Cassazione n. 7969/2020

In ambito scolastico, il potere educativo o disciplinare, quale che sia l'intenzione del soggetto attivo, deve sempre essere esercitato con mezzi consentiti e proporzionati alla gravità del comportamento deviante del minore, senza superare i limiti previsti dall'ordinamento o consistere in trattamenti afflittivi dell'altrui personalità, sicché integra il reato di abuso dei mezzi di correzione o di disciplina il comportamento dell'insegnante che faccia ricorso a qualunque forma di violenza, fisica o morale, ancorché minima ed orientata a scopi educativi. 

Leggi anche L'insegnante che fa violenza anche morale commette sempre reato

Cassazione n. 44109/2018

L'abuso dei mezzi di correzione, previsto e punito dall'art. 571 cod. pen., presuppone un uso consentito e legittimo di tali mezzi tramutato per eccesso in illecito (abuso); ne consegue che non è configurabile tale reato qualora vengano usati mezzi di per sé illeciti sia per la loro natura che per la potenzialità di danno.

Cassazione n. 9954/2016

Ai fini della valutazione della condotta (per abuso dei mezzi di correzione ex art. 571 c.p.) deve tenersi conto che nel rapporto tra insegnante e bambini affidati alle sue cure assume predominante rilievo il profilo educativo, rispetto al quale il bambino deve essere considerato non destinatario passivo di una semplice azione correttiva ma titolare di diritti, a cominciare da quello alla propria dignità, che implica in ogni caso un'azione volta a realizzare l'armonico sviluppo della sua personalità

Cassazione n. 53425/2014

L'uso sistematico della violenza, quale ordinario trattamento del minore, anche lì dove fosse sostenuto da "animus corrigendi", non può rientrare nell'ambito della fattispecie di abuso dei mezzi di correzione, ma concretizza, sotto il profilo oggettivo e soggettivo, gli estremi del più grave delitto di maltrattamenti. (In applicazione del principio, la S.C. ha annullato la decisione del giudice di merito qualificando ai sensi dell'art. 572 cod. pen., e non come abuso dei mezzi di correzione, la condotta di ripetuto ricorso alla violenza, sia psicologica che fisica, inflitta, per finalità educative, da una maestra di scuola materna ai bambini a lei affidati).

Cassazione n. 4444/2011

Non si configura il reato di abuso di mezzi di correzione, se il soggetto passivo è il figlio già divenuto maggiorenne ancorché convivente, trattandosi di persona non più sottoposta all'autorità del genitore.

Cassazione n. 45467/2010

In tema di rapporti tra il reato di abuso dei mezzi di correzione e quello di maltrattamenti in famiglia o verso fanciulli, deve escludersi che l'intento educativo e correttivo dell'agente costituisca un elemento dirimente per far rientrare il sistematico ricorso ad atti di violenza commessi nei confronti di minori nella meno grave previsione di cui all'art. 571 c.p.

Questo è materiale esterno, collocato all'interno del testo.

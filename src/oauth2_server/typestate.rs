// ABOUTME: Typestate pattern for OAuth 2.0 flow with compile-time state transition safety
// ABOUTME: Invalid OAuth state transitions become compile errors, not runtime errors
//
// SPDX-License-Identifier: MIT OR Apache-2.0
// Copyright (c) 2025 Pierre Fitness Intelligence

use std::fmt::{Display, Formatter, Result as FmtResult};
use std::marker::PhantomData;

use chrono::{DateTime, Duration, Utc};
use uuid::Uuid;

use super::models::{AuthorizeResponse, OAuth2Error, TokenResponse};

// ============================================================================
// State Marker Types
// ============================================================================

/// Initial state: OAuth flow has not started
/// Valid transitions: -> Authorized (via authorization code grant)
#[derive(Debug)]
pub struct Initial;

/// Authorized state: Client has received an authorization code
/// Valid transitions: -> Authenticated (via token exchange)
#[derive(Debug)]
pub struct Authorized {
    /// The authorization code received from the authorization endpoint
    pub code: String,
    /// State parameter for CSRF protection
    pub state: Option<String>,
    /// PKCE code verifier (required when `code_challenge` was used)
    pub code_verifier: Option<String>,
    /// When the authorization code expires
    pub expires_at: DateTime<Utc>,
}

/// Authenticated state: Client has valid access and refresh tokens
/// Valid transitions: -> Refreshable (when access token expires)
#[derive(Debug)]
pub struct Authenticated {
    /// JWT access token
    pub access_token: String,
    /// Token type (always "Bearer")
    pub token_type: String,
    /// When the access token expires
    pub expires_at: DateTime<Utc>,
    /// Granted scopes
    pub scope: Option<String>,
    /// Refresh token for obtaining new access tokens
    pub refresh_token: Option<String>,
}

/// Refreshable state: Access token expired but refresh token is valid
/// Valid transitions: -> Authenticated (via refresh token grant)
#[derive(Debug)]
pub struct Refreshable {
    /// The refresh token for obtaining new tokens
    pub refresh_token: String,
    /// Original granted scopes
    pub scope: Option<String>,
}

// ============================================================================
// PKCE Configuration
// ============================================================================

/// PKCE (Proof Key for Code Exchange) configuration for enhanced security
#[derive(Debug, Clone)]
pub struct PkceConfig {
    /// The code challenge sent to the authorization endpoint
    pub code_challenge: String,
    /// The code challenge method (always S256 for security)
    pub code_challenge_method: PkceMethod,
    /// The original code verifier (kept secret until token exchange)
    pub code_verifier: String,
}

/// PKCE code challenge method
#[derive(Debug, Clone, Copy, PartialEq, Eq)]
pub enum PkceMethod {
    /// SHA-256 transformation (RFC 7636 required method)
    S256,
}

impl PkceMethod {
    /// Returns the string representation for OAuth requests
    #[must_use]
    pub const fn as_str(&self) -> &'static str {
        match self {
            Self::S256 => "S256",
        }
    }
}

impl Display for PkceMethod {
    fn fmt(&self, f: &mut Formatter<'_>) -> FmtResult {
        write!(f, "{}", self.as_str())
    }
}

// ============================================================================
// OAuth Flow with Typestate
// ============================================================================

/// OAuth 2.0 flow with compile-time state machine enforcement
///
/// This struct uses the typestate pattern to ensure that OAuth flow
/// transitions are valid at compile time. Invalid transitions (e.g.,
/// calling `exchange_code` before `authorize`) will result in compile errors.
///
/// # Type Parameters
///
/// * `State` - The current state of the OAuth flow (Initial, Authorized, etc.)
///
/// # Example
///
/// ```no_run
/// use pierre_mcp_server::oauth2_server::{
///     AuthorizeResponse, Initial, OAuthFlow, TokenResponse,
/// };
///
/// fn example() -> Result<(), pierre_mcp_server::oauth2_server::OAuth2Error> {
///     // Start a new OAuth flow
///     let flow = OAuthFlow::<Initial>::new("client_123", "https://app.example.com/callback");
///
///     // Transition to Authorized state
///     let authorized = flow.authorize(AuthorizeResponse {
///         code: "abc".to_owned(),
///         state: None,
///     });
///
///     // Exchange code for tokens (only callable in Authorized state)
///     let token_response = TokenResponse {
///         access_token: "access_xyz".to_owned(),
///         token_type: "Bearer".to_owned(),
///         expires_in: 3600,
///         scope: Some("read".to_owned()),
///         refresh_token: Some("refresh_xyz".to_owned()),
///     };
///     let authenticated = authorized.exchange(token_response)?;
///
///     // Get access token (only callable in Authenticated state)
///     let token = authenticated.access_token();
///     println!("Access token: {token}");
///     Ok(())
/// }
/// ```
#[derive(Debug)]
pub struct OAuthFlow<State> {
    /// OAuth 2.0 client identifier
    client_id: String,
    /// Registered redirect URI
    redirect_uri: String,
    /// User identifier (set after authorization)
    user_id: Option<Uuid>,
    /// Tenant identifier for multi-tenancy
    tenant_id: Option<String>,
    /// PKCE configuration (optional but recommended)
    pkce: Option<PkceConfig>,
    /// Current state data
    state: State,
    /// Marker to prevent state from being dropped
    _marker: PhantomData<State>,
}

// ============================================================================
// Initial State Implementation
// ============================================================================

impl OAuthFlow<Initial> {
    /// Create a new OAuth flow in the Initial state
    ///
    /// # Arguments
    ///
    /// * `client_id` - The OAuth 2.0 client identifier
    /// * `redirect_uri` - The registered redirect URI
    #[must_use]
    pub fn new(client_id: impl Into<String>, redirect_uri: impl Into<String>) -> Self {
        Self {
            client_id: client_id.into(),
            redirect_uri: redirect_uri.into(),
            user_id: None,
            tenant_id: None,
            pkce: None,
            state: Initial,
            _marker: PhantomData,
        }
    }

    /// Create a new OAuth flow with PKCE support
    ///
    /// PKCE (Proof Key for Code Exchange) provides additional security
    /// for public clients that cannot securely store a client secret.
    ///
    /// # Arguments
    ///
    /// * `client_id` - The OAuth 2.0 client identifier
    /// * `redirect_uri` - The registered redirect URI
    /// * `pkce` - PKCE configuration with code verifier and challenge
    #[must_use]
    pub fn with_pkce(
        client_id: impl Into<String>,
        redirect_uri: impl Into<String>,
        pkce: PkceConfig,
    ) -> Self {
        Self {
            client_id: client_id.into(),
            redirect_uri: redirect_uri.into(),
            user_id: None,
            tenant_id: None,
            pkce: Some(pkce),
            state: Initial,
            _marker: PhantomData,
        }
    }

    /// Set the tenant identifier for multi-tenancy support
    #[must_use]
    pub fn with_tenant(mut self, tenant_id: impl Into<String>) -> Self {
        self.tenant_id = Some(tenant_id.into());
        self
    }

    /// Transition from Initial to Authorized state upon receiving an authorization code
    ///
    /// This method consumes the Initial state flow and returns an Authorized state flow.
    /// The transition is enforced at compile time - you cannot call this method twice
    /// or call it on a flow that's already in Authorized state.
    ///
    /// # Arguments
    ///
    /// * `response` - The authorization response containing the code and state
    ///
    /// # Returns
    ///
    /// A new `OAuthFlow<Authorized>` ready for token exchange
    #[must_use]
    pub fn authorize(self, response: AuthorizeResponse) -> OAuthFlow<Authorized> {
        let code_verifier = self.pkce.as_ref().map(|p| p.code_verifier.clone());
        // Authorization codes are valid for 10 minutes per RFC 6749
        let expires_at = Utc::now() + Duration::minutes(10);

        OAuthFlow {
            client_id: self.client_id,
            redirect_uri: self.redirect_uri,
            user_id: self.user_id,
            tenant_id: self.tenant_id,
            pkce: self.pkce,
            state: Authorized {
                code: response.code,
                state: response.state,
                code_verifier,
                expires_at,
            },
            _marker: PhantomData,
        }
    }

    /// Transition directly to Authorized state with a pre-existing authorization code
    ///
    /// Use this when you have an authorization code from an external source
    /// (e.g., OAuth callback) and need to resume the flow.
    #[must_use]
    pub fn with_authorization_code(
        self,
        code: impl Into<String>,
        state: Option<String>,
    ) -> OAuthFlow<Authorized> {
        let code_verifier = self.pkce.as_ref().map(|p| p.code_verifier.clone());
        let expires_at = Utc::now() + Duration::minutes(10);

        OAuthFlow {
            client_id: self.client_id,
            redirect_uri: self.redirect_uri,
            user_id: self.user_id,
            tenant_id: self.tenant_id,
            pkce: self.pkce,
            state: Authorized {
                code: code.into(),
                state,
                code_verifier,
                expires_at,
            },
            _marker: PhantomData,
        }
    }
}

Ne consegue che l'esercizio del potere di correzione al di fuori dei casi consentiti, o con mezzi di per sè illeciti o contrari allo scopo, deve ritenersi escluso dalla predetta ipotesi di abuso e va inquadrato nell'ambito di diverse fattispecie incriminatrici. (Nel caso di specie, la S.C. ha censurato la pronuncia di merito, ravvisando il delitto di maltrattamenti nei confronti dei bambini affidati ad un asilo).